5. Don't Throw That Shoebox of Receipts Away Just Yet!
Nowadays there are a hundred apps and websites that help you get all your tax materials together, but Cortez cautions against tossing out your expense receipts as soon as your tax return is processed.
"That shoebox in my opinion is something that you should always save," he says. "For at least three to six years. Three years is probably good practice... six years is best practices." Cortez says that just in case of an audit, it's always a good idea to have copies of your receipts and bank statements match. He says there are ways to digitize that but whatever you do, hold on to your records for a few years just in case.
6. Fringe Benefits Are Real, but ...
Fringe benefits and special write offs may apply, especially for freelancers and entrepreneurs working remotely these days but they have to make sense. As an example, there's a trend for people to buy G-wagons because they are classified in a certain weight class of vehicle where write-offs might be legit. But be careful! Write-offs have to make sense for your business and the IRS might challenge ones that are questionable. Perhaps if you run a delivery service, getting an electric car might make sense for your company, but if you work from home at a computer you might not be able to convince the IRS that a Tesla is a necessary expense. Consult your tax expert for your individual situation.

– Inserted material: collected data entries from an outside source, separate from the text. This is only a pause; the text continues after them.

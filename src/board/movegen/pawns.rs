use super::super::error::ChessError;
use super::super::{BoardState, Color, PieceKind, Position};

/// The two forward-diagonal squares a pawn of `color` on `from` attacks.
pub(crate) fn pawn_attack_squares(color: Color, from: Position) -> impl Iterator<Item = Position> {
    let dir = color.pawn_direction();
    [from.offset(-1, dir), from.offset(1, dir)]
        .into_iter()
        .filter(|to| to.is_on_board())
}

impl BoardState {
    /// Pushes and diagonal captures. No en passant, and a pawn on its last
    /// rank has nowhere to go.
    pub fn pawn_destinations(
        &self,
        color: Color,
        from: Position,
    ) -> Result<Vec<Position>, ChessError> {
        self.expect_piece(PieceKind::Pawn, color, from)?;
        let mut targets = Vec::with_capacity(4);
        let dir = color.pawn_direction();

        let single = from.offset(0, dir);
        if single.is_on_board() && self.is_empty(single) {
            targets.push(single);
            let double = single.offset(0, dir);
            if from.y == color.pawn_start_rank() && double.is_on_board() && self.is_empty(double)
            {
                targets.push(double);
            }
        }

        targets.extend(pawn_attack_squares(color, from).filter(|&to| {
            let piece = self.get(to);
            !piece.is_empty() && !piece.is_color(color)
        }));

        Ok(targets)
    }
}
//! Board coordinates.

use std::fmt;
use std::str::FromStr;

#[cfg(feature = "serde")]
use serde::{Deserialize, Serialize};

use crate::board::error::PositionError;

/// A square addressed by zero-based file (`x`) and rank (`y`).
///
/// `y = 0` is white's back rank. Construction does not check bounds so that
/// ray casting can step past the edge before testing [`Position::is_on_board`];
/// only conversion to notation and grid access require an on-board value.
#[derive(Clone, Copy, Debug, PartialEq, Eq, Hash, PartialOrd, Ord)]
#[cfg_attr(feature = "serde", derive(Serialize, Deserialize))]
pub struct Position {
    pub x: i8,
    pub y: i8,
}

impl Position {
    #[inline]
    #[must_use]
    pub const fn new(x: i8, y: i8) -> Self {
        Position { x, y }
    }

    /// Build an on-board position, rejecting anything outside `0..8`.
    pub fn try_new(x: i8, y: i8) -> Result<Self, PositionError> {
        let pos = Position { x, y };
        if pos.is_on_board() {
            Ok(pos)
        } else {
            Err(PositionError::OutOfRange { x, y })
        }
    }

    #[inline]
    #[must_use]
    pub const fn is_on_board(self) -> bool {
        self.x >= 0 && self.x < 8 && self.y >= 0 && self.y < 8
    }

    /// Step by `(dx, dy)`; the result may be off the board.
    #[inline]
    #[must_use]
    pub const fn offset(self, dx: i8, dy: i8) -> Self {
        Position {
            x: self.x + dx,
            y: self.y + dy,
        }
    }

    /// Square index (a1=0, b1=1, ..., h8=63). Only meaningful on the board.
    #[inline]
    #[must_use]
    pub const fn index(self) -> usize {
        (self.y as usize) * 8 + self.x as usize
    }

    #[must_use]
    pub const fn from_index(idx: usize) -> Self {
        Position {
            x: (idx % 8) as i8,
            y: (idx / 8) as i8,
        }
    }

    /// Flip the rank (a1 <-> a8).
    #[inline]
    #[must_use]
    pub const fn flip_vertical(self) -> Self {
        Position {
            x: self.x,
            y: 7 - self.y,
        }
    }

    /// Letter-file plus numeric-rank notation, e.g. `e2`.
    pub fn to_notation(self) -> Result<String, PositionError> {
        if !self.is_on_board() {
            return Err(PositionError::OutOfRange {
                x: self.x,
                y: self.y,
            });
        }
        let mut s = String::with_capacity(2);
        s.push((b'a' + self.x as u8) as char);
        s.push((b'1' + self.y as u8) as char);
        Ok(s)
    }

    /// All 64 squares in index order.
    pub fn all() -> impl Iterator<Item = Position> {
        (0..64).map(Position::from_index)
    }
}

impl fmt::Display for Position {
    fn fmt(&self, f: &mut fmt::Formatter<'_>) -> fmt::Result {
        match self.to_notation() {
            Ok(s) => f.write_str(&s),
            Err(_) => write!(f, "({},{})", self.x, self.y),
        }
    }
}

impl FromStr for Position {
    type Err = PositionError;

    fn from_str(s: &str) -> Result<Self, Self::Err> {
        let bytes = s.as_bytes();
        if bytes.len() != 2 {
            return Err(PositionError::InvalidNotation {
                notation: s.to_string(),
            });
        }
        let x = match bytes[0] {
            b @ b'a'..=b'h' => (b - b'a') as i8,
            _ => {
                return Err(PositionError::InvalidNotation {
                    notation: s.to_string(),
                })
            }
        };
        let y = match bytes[1] {
            b @ b'1'..=b'8' => (b - b'1') as i8,
            _ => {
                return Err(PositionError::InvalidNotation {
                    notation: s.to_string(),
                })
            }
        };
        Ok(Position { x, y })
    }
}

impl TryFrom<(i8, i8)> for Position {
    type Error = PositionError;

    fn try_from((x, y): (i8, i8)) -> Result<Self, Self::Error> {
        Position::try_new(x, y)
    }
}
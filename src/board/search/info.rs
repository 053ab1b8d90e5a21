use std::fmt;

use crate::board::Move;

use super::constants::is_mate_score;

/// Progress of one completed search depth.
#[derive(Clone, Debug, PartialEq, Eq)]
pub struct SearchInfo {
    pub depth: u32,
    pub nodes: u64,
    pub score: Option<i32>,
    pub time_ms: u128,
    pub pv: Vec<Move>,
}

impl SearchInfo {
    fn score_text(&self) -> String {
        match self.score {
            None => "none".to_string(),
            Some(s) if is_mate_score(s) => {
                if s > 0 { "mate +" } else { "mate -" }.to_string()
            }
            Some(s) => format!("cp {s}"),
        }
    }

    pub(crate) fn report(&self) {
        log::debug!("{self}");
    }
}

impl fmt::Display for SearchInfo {
    fn fmt(&self, f: &mut fmt::Formatter<'_>) -> fmt::Result {
        let pv: Vec<String> = self.pv.iter().map(ToString::to_string).collect();
        write!(
            f,
            "depth {} score {} nodes {} time {} pv {}",
            self.depth,
            self.score_text(),
            self.nodes,
            self.time_ms,
            pv.join(" ")
        )
    }
}
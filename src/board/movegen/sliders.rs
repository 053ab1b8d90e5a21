use super::super::attack_tables::{BISHOP_DIRECTIONS, QUEEN_DIRECTIONS, ROOK_DIRECTIONS};
use super::super::error::ChessError;
use super::super::{BoardState, Color, PieceKind, Position};

/// Type of sliding piece for move generation
#[derive(Clone, Copy, Debug, PartialEq, Eq)]
pub(crate) enum SliderType {
    Bishop,
    Rook,
    Queen,
}

impl SliderType {
    pub(crate) fn directions(self) -> &'static [(i8, i8)] {
        match self {
            SliderType::Bishop => &BISHOP_DIRECTIONS,
            SliderType::Rook => &ROOK_DIRECTIONS,
            SliderType::Queen => &QUEEN_DIRECTIONS,
        }
    }

    fn kind(self) -> PieceKind {
        match self {
            SliderType::Bishop => PieceKind::Bishop,
            SliderType::Rook => PieceKind::Rook,
            SliderType::Queen => PieceKind::Queen,
        }
    }
}

impl BoardState {
    /// Walk each direction until the edge or the first occupied square. An enemy
    /// blocker is included as a capture, an own blocker is not.
    pub(crate) fn ray_cast(
        &self,
        from: Position,
        color: Color,
        directions: &[(i8, i8)],
    ) -> Vec<Position> {
        let mut targets = Vec::new();
        for &(dx, dy) in directions {
            let mut to = from.offset(dx, dy);
            while to.is_on_board() {
                let piece = self.get(to);
                if piece.is_empty() {
                    targets.push(to);
                } else {
                    if !piece.is_color(color) {
                        targets.push(to);
                    }
                    break;
                }
                to = to.offset(dx, dy);
            }
        }
        targets
    }

    pub(crate) fn slider_destinations(
        &self,
        color: Color,
        from: Position,
        slider: SliderType,
    ) -> Result<Vec<Position>, ChessError> {
        self.expect_piece(slider.kind(), color, from)?;
        Ok(self.ray_cast(from, color, slider.directions()))
    }

    pub fn bishop_destinations(
        &self,
        color: Color,
        from: Position,
    ) -> Result<Vec<Position>, ChessError> {
        self.slider_destinations(color, from, SliderType::Bishop)
    }

    pub fn rook_destinations(
        &self,
        color: Color,
        from: Position,
    ) -> Result<Vec<Position>, ChessError> {
        self.slider_destinations(color, from, SliderType::Rook)
    }

    pub fn queen_destinations(
        &self,
        color: Color,
        from: Position,
    ) -> Result<Vec<Position>, ChessError> {
        self.slider_destinations(color, from, SliderType::Queen)
    }

    /// First piece met walking from `from` in direction `(dx, dy)`.
    pub(crate) fn first_blocker(&self, from: Position, dx: i8, dy: i8) -> Option<Position> {
        let mut to = from.offset(dx, dy);
        while to.is_on_board() {
            if !self.get(to).is_empty() {
                return Some(to);
            }
            to = to.offset(dx, dy);
        }
        None
    }
}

Any purchase that you intend to write off as a business expense has to be "ordinary and necessary" to the business in order for it to be legitimate. Cortez tells me that some people have even litigated over clothes, claiming a designer suit or dress is a tax write off. "The IRS has this rule that if you can wear it on the street it's not tax deductible," he says.
Cortez explains that the number of small businesses that are starting out right now in the wake of Covid-19 pandemic is huge and that there may not be enough supply for the demand when it comes to CPAs and accountants. He tells me that all of his colleagues are hugely busy right now and the need for their help is real.
"I had someone offer to hire me for $1,000 an hour," he says. The client was so nervous about their taxes that they were losing sleep. Don't be that guy! Cortez advises that if you're starting a small business and you have someone helping you set up your taxes, be sure to make sure they're your person when it comes time to file.
Be careful where you spend your money when delegating to the experts. Cortez says that once you start the process of starting a business and registering your company, your email address will get out there and you need to be vigilant about where you spend your money.
"For the most part my experience has not been very good with people who cold-call you," he says. "Be mindful of where you spend your money. Even myself as a lawyer, I've been burned before." Be careful that you do your due diligence before hiring someone. The best price might not always mean the best service. If you can get referrals from people you trust, even better.
Being successful doesn't mean you're exempt from keeping your financial house in order. "I know people who are doctors and lawyers, and their books are a disaster," Cortez says. "People who've never hired me as a tax lawyer are the people who have had a good CPA or good bookkeeper. I've done maybe 200 audits face to face with the IRS, I've had maybe two audits from a CPA or a good bookkeeper where the person was there from the beginning to the end and the books were not wrong, and one actually got a refund of $30,000. It's rare when you find a good teammate that you're going to have those issues."
So what's the lesson here? It doesn't matter how successful your business is or how much money you make in a year, if your books are a disaster, you're running the risk of having trouble when it comes tax time.